The Court found that the parties did not enter into a written contract that is contrary to the Artificial Insemination Statute. Moreover, although technically Defendant met the statutory requirements (Plaintiff not being his wife), the Court determined it would be a “gross injustice if the biological father’s deception, in order to comply with the licensed physician requirement of § 9:17-44(b), would provide him with the statute’s protection by permitting him to escape obligation.”

The Court noted that both parties testimony in this matter was not credible, finding that they neither came to the Court with “clean hands”, nor kept their hands clean throughout the proceedings.

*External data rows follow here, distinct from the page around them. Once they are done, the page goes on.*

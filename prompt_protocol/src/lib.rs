use serde::{Deserialize, Serialize};
use std::collections::BTreeMap;
use std::fmt;
use std::str::FromStr;

/// One prompt field. The first seven are context-specific categories; quality
/// draws from a pool shared by every context.
#[derive(Serialize, Deserialize, Debug, Clone, Copy, PartialEq, Eq, PartialOrd, Ord, Hash)]
#[serde(rename_all = "snake_case")]
pub enum FieldSpec {
    Medium,
    Style,
    Lighting,
    Camera,
    Material,
    Artist,
    Color,
    Quality,
}

impl FieldSpec {
    pub const ALL: [FieldSpec; 8] = [
        FieldSpec::Medium,
        FieldSpec::Style,
        FieldSpec::Lighting,
        FieldSpec::Camera,
        FieldSpec::Material,
        FieldSpec::Artist,
        FieldSpec::Color,
        FieldSpec::Quality,
    ];

    /// Category fields in composition order (quality excluded).
    pub const CATEGORIES: [FieldSpec; 7] = [
        FieldSpec::Medium,
        FieldSpec::Style,
        FieldSpec::Lighting,
        FieldSpec::Camera,
        FieldSpec::Material,
        FieldSpec::Artist,
        FieldSpec::Color,
    ];

    pub fn as_str(self) -> &'static str {
        match self {
            FieldSpec::Medium => "medium",
            FieldSpec::Style => "style",
            FieldSpec::Lighting => "lighting",
            FieldSpec::Camera => "camera",
            FieldSpec::Material => "material",
            FieldSpec::Artist => "artist",
            FieldSpec::Color => "color",
            FieldSpec::Quality => "quality",
        }
    }

    pub fn label(self) -> &'static str {
        match self {
            FieldSpec::Medium => "Medium",
            FieldSpec::Style => "Style",
            FieldSpec::Lighting => "Lighting",
            FieldSpec::Camera => "Camera",
            FieldSpec::Material => "Material",
            FieldSpec::Artist => "Artist",
            FieldSpec::Color => "Color",
            FieldSpec::Quality => "Quality",
        }
    }

    pub fn is_category(self) -> bool {
        !matches!(self, FieldSpec::Quality)
    }
}

impl fmt::Display for FieldSpec {
    fn fmt(&self, f: &mut fmt::Formatter<'_>) -> fmt::Result {
        f.write_str(self.as_str())
    }
}

impl FromStr for FieldSpec {
    type Err = String;

    fn from_str(s: &str) -> Result<Self, Self::Err> {
        let t = s.trim();
        FieldSpec::ALL
            .into_iter()
            .find(|f| f.as_str().eq_ignore_ascii_case(t))
            .ok_or_else(|| format!("unknown field: {t:?}"))
    }
}

/// State of a single field: unset, a value from the catalog, or free text.
#[derive(Serialize, Deserialize, Debug, Clone, PartialEq, Eq, Default)]
#[serde(rename_all = "snake_case", tag = "kind", content = "value")]
pub enum Selection {
    #[default]
    None,
    Catalog(String),
    Custom(String),
}

impl Selection {
    pub fn catalog(value: impl Into<String>) -> Self {
        Selection::Catalog(value.into())
    }

    pub fn custom(text: impl Into<String>) -> Self {
        Selection::Custom(text.into())
    }

    pub fn is_none(&self) -> bool {
        matches!(self, Selection::None)
    }
}

static UNSET: Selection = Selection::None;

/// Per-field selections. Fields without an entry read as `Selection::None`.
#[derive(Serialize, Deserialize, Debug, Clone, PartialEq, Eq, Default)]
#[serde(transparent)]
pub struct Selections(BTreeMap<FieldSpec, Selection>);

impl Selections {
    pub fn new() -> Self {
        Self::default()
    }

    pub fn get(&self, field: FieldSpec) -> &Selection {
        self.0.get(&field).unwrap_or(&UNSET)
    }

    pub fn set(&mut self, field: FieldSpec, selection: Selection) {
        if selection.is_none() {
            self.0.remove(&field);
        } else {
            self.0.insert(field, selection);
        }
    }

    pub fn with(mut self, field: FieldSpec, selection: Selection) -> Self {
        self.set(field, selection);
        self
    }

    pub fn clear(&mut self) {
        self.0.clear();
    }

    pub fn is_empty(&self) -> bool {
        self.0.is_empty()
    }

    /// Every field in fixed order, including unset ones.
    pub fn iter(&self) -> impl Iterator<Item = (FieldSpec, &Selection)> + '_ {
        FieldSpec::ALL.into_iter().map(move |f| (f, self.get(f)))
    }
}

#[derive(Serialize, Deserialize, Debug, Clone, Copy, PartialEq, Eq, Default)]
#[serde(rename_all = "snake_case")]
pub enum FormatMode {
    #[default]
    Standard,
    Natural,
}

impl FormatMode {
    pub fn as_str(self) -> &'static str {
        match self {
            FormatMode::Standard => "standard",
            FormatMode::Natural => "natural",
        }
    }
}

impl fmt::Display for FormatMode {
    fn fmt(&self, f: &mut fmt::Formatter<'_>) -> fmt::Result {
        f.write_str(self.as_str())
    }
}

impl FromStr for FormatMode {
    type Err = String;

    fn from_str(s: &str) -> Result<Self, Self::Err> {
        match s.trim().to_ascii_lowercase().as_str() {
            "standard" | "std" | "list" => Ok(FormatMode::Standard),
            "natural" | "nl" | "prose" => Ok(FormatMode::Natural),
            other => Err(format!("unknown format mode: {other:?}")),
        }
    }
}

#[derive(Serialize, Deserialize, Debug, Clone, PartialEq, Eq)]
pub struct PromptRequest {
    pub subject: String,
    pub context: String,
    #[serde(default)]
    pub selections: Selections,
    #[serde(default)]
    pub format: FormatMode,
}

#[derive(Serialize, Deserialize, Debug, Clone, PartialEq, Eq)]
pub struct PromptResult {
    pub positive: String,
    pub negative: String,
}
use crate::modules::protocol::FieldSpec;
use std::path::PathBuf;
use thiserror::Error;

#[derive(Debug, Error)]
pub enum PromptError {
    #[error("missing subject: enter a core subject before generating a prompt")]
    MissingSubject,
    #[error("unknown context: {0:?}")]
    UnknownContext(String),
    #[error("field {0} has no per-context option list")]
    UnknownField(FieldSpec),
    #[error("{value:?} is not an option for {field} in the active context")]
    UnknownOption { field: FieldSpec, value: String },
    #[error("invalid catalog: {0}")]
    InvalidCatalog(String),
    #[error("catalog parse failed: {0}")]
    CatalogParse(#[from] serde_json::Error),
    #[error("failed to read catalog {}: {source}", path.display())]
    CatalogIo {
        path: PathBuf,
        #[source]
        source: std::io::Error,
    },
}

“These former intimate partners expect this court to believe that they planned to conceive a child together through artificial insemination, then together they deceive a licensed physician in order to have the procedure performed, and they expect this court not to inextricably link them, along with their children, for the rest of their lives. This court cannot force the biological father to exercise his parental rights with respect to the twins; however, this court will not permit him to escape his parental obligations.”

As such, the Court granted the mother’s petition for paternity, full custody, child support (releasing the monies that were held during the pendency of the litigation, as well as child support going forward), and to add the Defendant’s name to the twins’ birth certificates.

Now I realize most people reading this are thinking, “Wait a minute! Didn’t the parties make a contract that relived Defendant of all obligations?”. While the Courts of our state often enforce agreements between consenting parties, noting that people are free to make “bad deals”, that does not mean you are free to bargain away the rights of a child due to the Court’s inherent jurisdiction to protect children. What you should take away from this case is that anytime you are essentially “contracting” with another party, especially concerning the welfare of a child, you should be seek counsel to discuss the current state of the law to ensure your “contract” is in compliance therewith.